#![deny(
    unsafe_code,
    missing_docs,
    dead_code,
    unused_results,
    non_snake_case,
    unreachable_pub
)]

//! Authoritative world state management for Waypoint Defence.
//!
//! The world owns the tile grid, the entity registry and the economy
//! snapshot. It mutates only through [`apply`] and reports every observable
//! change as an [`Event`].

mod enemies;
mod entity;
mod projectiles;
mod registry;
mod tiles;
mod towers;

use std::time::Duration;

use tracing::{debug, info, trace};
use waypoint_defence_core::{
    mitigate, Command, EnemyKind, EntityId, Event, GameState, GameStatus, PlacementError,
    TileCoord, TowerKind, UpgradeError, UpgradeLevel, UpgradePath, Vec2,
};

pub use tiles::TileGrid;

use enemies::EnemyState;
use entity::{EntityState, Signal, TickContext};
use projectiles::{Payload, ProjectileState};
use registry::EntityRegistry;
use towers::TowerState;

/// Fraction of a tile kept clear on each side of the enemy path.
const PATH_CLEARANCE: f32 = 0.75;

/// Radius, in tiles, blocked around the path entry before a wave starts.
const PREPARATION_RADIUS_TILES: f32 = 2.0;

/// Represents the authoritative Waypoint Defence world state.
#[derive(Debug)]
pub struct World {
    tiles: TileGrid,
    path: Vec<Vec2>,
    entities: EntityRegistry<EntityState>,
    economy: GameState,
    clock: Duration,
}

# # # # # # #

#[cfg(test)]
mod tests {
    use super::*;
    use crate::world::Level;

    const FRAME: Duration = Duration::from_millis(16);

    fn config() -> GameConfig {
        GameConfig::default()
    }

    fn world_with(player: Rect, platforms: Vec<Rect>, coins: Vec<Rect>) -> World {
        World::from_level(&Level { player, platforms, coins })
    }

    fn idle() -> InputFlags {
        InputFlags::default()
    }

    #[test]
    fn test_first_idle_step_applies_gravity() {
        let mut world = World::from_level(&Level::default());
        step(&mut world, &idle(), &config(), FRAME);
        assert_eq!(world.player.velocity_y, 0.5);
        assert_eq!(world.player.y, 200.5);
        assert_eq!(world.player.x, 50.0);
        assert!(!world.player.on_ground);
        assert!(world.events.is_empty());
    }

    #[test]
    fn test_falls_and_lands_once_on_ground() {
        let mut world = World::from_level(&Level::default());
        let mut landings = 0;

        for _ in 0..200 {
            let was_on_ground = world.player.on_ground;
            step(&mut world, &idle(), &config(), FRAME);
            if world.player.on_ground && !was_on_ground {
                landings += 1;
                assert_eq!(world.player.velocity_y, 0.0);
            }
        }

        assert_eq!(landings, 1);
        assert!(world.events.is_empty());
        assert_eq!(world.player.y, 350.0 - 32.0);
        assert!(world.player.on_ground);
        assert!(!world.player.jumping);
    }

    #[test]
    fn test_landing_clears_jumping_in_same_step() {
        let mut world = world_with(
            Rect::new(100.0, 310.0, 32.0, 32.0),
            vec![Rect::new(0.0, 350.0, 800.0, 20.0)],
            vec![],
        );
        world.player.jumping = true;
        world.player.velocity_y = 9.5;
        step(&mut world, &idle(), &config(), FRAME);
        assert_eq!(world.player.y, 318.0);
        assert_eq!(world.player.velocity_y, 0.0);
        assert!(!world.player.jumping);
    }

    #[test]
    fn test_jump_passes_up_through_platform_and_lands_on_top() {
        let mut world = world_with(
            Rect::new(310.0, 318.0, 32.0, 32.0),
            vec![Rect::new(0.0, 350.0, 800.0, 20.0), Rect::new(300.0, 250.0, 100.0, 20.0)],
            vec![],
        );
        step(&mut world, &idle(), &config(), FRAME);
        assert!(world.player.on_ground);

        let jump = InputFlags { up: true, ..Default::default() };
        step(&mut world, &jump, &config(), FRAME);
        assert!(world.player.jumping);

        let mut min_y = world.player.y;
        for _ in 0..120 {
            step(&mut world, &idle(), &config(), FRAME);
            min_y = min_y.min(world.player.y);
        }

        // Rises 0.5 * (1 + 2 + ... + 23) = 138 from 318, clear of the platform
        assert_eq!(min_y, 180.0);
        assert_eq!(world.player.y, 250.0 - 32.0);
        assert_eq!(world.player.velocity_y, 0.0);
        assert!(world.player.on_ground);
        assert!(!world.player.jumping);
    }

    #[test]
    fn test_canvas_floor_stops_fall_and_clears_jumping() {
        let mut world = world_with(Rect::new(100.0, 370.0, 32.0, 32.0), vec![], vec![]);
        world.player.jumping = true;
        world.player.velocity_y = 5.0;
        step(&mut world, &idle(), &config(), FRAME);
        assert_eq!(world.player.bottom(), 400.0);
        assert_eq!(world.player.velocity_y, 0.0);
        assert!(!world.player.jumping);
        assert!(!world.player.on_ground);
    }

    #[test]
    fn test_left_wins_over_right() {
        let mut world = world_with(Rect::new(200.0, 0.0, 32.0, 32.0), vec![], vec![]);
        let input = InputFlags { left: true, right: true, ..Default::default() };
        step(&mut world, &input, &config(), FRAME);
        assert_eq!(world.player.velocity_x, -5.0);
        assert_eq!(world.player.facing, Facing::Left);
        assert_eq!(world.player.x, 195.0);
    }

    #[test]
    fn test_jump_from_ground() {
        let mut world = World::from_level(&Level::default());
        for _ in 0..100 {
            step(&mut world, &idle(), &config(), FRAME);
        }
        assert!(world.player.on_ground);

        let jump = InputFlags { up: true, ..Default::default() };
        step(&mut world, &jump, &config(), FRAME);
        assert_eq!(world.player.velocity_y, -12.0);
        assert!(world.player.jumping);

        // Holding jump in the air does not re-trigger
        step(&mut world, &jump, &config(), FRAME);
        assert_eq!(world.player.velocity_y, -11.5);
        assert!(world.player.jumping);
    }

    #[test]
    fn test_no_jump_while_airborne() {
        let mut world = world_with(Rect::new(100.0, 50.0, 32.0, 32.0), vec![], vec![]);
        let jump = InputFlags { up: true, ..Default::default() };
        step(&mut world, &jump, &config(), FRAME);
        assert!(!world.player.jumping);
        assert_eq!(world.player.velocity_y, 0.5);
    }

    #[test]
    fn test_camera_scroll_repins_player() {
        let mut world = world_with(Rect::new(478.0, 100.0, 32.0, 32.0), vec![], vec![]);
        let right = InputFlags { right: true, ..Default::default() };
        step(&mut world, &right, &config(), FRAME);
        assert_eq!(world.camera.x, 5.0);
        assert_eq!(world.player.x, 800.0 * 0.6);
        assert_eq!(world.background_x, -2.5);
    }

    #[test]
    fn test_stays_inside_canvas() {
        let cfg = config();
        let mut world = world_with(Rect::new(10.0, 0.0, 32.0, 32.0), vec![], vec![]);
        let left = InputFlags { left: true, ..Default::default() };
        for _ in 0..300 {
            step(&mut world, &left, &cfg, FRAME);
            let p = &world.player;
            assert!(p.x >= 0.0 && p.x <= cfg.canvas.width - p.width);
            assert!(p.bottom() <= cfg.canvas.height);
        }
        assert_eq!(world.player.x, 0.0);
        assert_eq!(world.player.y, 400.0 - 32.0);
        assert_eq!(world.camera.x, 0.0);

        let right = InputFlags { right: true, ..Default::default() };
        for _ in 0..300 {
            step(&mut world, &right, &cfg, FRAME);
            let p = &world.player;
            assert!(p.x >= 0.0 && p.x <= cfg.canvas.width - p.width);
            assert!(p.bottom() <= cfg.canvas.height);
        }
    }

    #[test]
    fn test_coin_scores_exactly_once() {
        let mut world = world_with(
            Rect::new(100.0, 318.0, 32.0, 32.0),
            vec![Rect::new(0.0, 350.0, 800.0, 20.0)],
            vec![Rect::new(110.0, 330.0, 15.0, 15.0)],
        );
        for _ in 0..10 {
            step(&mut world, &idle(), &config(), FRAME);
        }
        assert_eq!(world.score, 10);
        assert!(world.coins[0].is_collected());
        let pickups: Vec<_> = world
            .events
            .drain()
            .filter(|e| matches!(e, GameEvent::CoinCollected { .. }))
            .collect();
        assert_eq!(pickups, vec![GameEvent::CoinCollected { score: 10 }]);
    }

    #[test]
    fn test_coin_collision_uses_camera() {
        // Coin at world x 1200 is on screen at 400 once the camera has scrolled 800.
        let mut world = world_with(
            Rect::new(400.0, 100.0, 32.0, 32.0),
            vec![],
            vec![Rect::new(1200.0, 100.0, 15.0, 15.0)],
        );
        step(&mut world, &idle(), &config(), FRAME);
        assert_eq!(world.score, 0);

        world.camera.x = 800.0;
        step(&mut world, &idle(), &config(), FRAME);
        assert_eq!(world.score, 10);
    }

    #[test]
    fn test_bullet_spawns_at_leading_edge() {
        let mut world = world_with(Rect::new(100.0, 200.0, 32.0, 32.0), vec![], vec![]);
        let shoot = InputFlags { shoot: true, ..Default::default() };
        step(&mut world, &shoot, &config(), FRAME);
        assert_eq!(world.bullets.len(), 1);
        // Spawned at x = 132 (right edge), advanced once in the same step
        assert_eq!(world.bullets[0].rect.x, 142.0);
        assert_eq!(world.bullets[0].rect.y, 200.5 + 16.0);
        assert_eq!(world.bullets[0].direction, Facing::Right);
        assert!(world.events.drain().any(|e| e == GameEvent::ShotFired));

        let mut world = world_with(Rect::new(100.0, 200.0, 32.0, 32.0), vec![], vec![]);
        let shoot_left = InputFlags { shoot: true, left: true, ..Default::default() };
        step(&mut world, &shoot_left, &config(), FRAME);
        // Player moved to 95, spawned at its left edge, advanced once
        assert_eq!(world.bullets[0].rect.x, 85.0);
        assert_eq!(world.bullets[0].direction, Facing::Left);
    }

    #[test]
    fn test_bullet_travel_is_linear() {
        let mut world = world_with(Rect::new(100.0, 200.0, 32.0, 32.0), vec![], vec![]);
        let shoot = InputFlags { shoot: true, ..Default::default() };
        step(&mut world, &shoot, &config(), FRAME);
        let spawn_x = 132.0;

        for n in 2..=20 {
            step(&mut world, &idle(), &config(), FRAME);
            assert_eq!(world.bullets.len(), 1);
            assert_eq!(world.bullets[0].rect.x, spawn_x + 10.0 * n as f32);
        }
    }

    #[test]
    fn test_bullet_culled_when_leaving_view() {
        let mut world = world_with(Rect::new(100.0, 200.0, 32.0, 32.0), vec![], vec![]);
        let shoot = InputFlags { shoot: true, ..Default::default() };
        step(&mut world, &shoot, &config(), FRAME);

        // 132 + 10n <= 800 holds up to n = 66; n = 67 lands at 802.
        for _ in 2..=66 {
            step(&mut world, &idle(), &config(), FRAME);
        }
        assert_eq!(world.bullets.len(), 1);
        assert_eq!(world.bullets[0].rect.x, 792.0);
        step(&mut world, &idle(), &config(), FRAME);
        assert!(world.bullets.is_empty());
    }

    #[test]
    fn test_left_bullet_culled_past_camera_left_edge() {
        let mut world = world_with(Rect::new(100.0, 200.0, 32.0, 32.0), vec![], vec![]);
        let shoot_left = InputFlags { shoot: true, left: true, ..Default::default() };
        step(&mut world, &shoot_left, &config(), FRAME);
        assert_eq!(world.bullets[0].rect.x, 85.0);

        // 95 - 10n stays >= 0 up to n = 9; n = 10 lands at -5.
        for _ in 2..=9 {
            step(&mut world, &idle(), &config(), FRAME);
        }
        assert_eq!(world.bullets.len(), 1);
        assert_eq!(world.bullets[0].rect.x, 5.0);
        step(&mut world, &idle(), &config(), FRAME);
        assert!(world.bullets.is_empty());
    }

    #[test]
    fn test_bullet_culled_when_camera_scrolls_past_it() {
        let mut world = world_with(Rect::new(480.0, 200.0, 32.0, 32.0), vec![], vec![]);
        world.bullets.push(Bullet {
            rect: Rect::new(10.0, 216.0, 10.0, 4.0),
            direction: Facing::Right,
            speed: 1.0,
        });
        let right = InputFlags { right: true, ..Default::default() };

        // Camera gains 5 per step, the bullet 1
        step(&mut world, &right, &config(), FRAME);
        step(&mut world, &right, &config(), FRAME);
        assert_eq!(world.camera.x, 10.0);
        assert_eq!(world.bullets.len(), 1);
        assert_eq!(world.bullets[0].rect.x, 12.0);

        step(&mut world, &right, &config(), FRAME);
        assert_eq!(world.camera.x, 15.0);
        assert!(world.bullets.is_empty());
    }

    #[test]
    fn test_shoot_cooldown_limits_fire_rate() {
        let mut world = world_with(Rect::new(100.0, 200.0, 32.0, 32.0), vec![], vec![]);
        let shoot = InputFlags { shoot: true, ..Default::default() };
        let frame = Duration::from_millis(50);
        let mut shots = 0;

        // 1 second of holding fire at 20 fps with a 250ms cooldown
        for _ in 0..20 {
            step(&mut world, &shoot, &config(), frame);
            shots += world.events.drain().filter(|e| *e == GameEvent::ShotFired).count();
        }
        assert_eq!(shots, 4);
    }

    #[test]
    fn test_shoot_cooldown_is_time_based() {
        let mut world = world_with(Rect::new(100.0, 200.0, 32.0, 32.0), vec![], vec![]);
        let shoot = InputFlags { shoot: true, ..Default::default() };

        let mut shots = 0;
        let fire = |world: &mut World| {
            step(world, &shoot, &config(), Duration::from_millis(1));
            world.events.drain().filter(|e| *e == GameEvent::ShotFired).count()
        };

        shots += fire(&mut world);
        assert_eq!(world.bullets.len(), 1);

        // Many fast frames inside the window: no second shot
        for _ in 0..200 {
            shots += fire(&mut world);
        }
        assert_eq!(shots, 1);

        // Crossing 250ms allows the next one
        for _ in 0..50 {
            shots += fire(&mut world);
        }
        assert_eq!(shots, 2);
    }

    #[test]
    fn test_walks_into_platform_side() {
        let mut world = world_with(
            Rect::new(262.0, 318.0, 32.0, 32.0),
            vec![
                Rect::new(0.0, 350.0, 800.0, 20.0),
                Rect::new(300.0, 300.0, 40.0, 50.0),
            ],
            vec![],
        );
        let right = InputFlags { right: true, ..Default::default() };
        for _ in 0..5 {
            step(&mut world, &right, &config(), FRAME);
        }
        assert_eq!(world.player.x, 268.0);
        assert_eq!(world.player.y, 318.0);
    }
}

# # # # # # #

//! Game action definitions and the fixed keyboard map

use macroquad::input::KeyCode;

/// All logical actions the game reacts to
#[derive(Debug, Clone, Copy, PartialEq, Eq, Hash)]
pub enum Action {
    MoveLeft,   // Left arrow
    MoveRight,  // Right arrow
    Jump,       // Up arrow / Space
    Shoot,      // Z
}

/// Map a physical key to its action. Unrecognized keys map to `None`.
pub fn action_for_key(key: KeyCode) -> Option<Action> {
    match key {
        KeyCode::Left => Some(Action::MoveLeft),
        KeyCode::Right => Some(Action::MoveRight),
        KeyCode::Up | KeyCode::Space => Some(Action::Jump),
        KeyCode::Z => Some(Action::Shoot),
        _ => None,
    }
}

# # # # # # #

Action item :: Please find every line in the records that contains the word "Duration", and copy it out.

Result of the task ::
use std::time::Duration;
    clock: Duration,
    const FRAME: Duration = Duration::from_millis(16);
        let frame = Duration::from_millis(50);
            step(world, &shoot, &config(), Duration::from_millis(1));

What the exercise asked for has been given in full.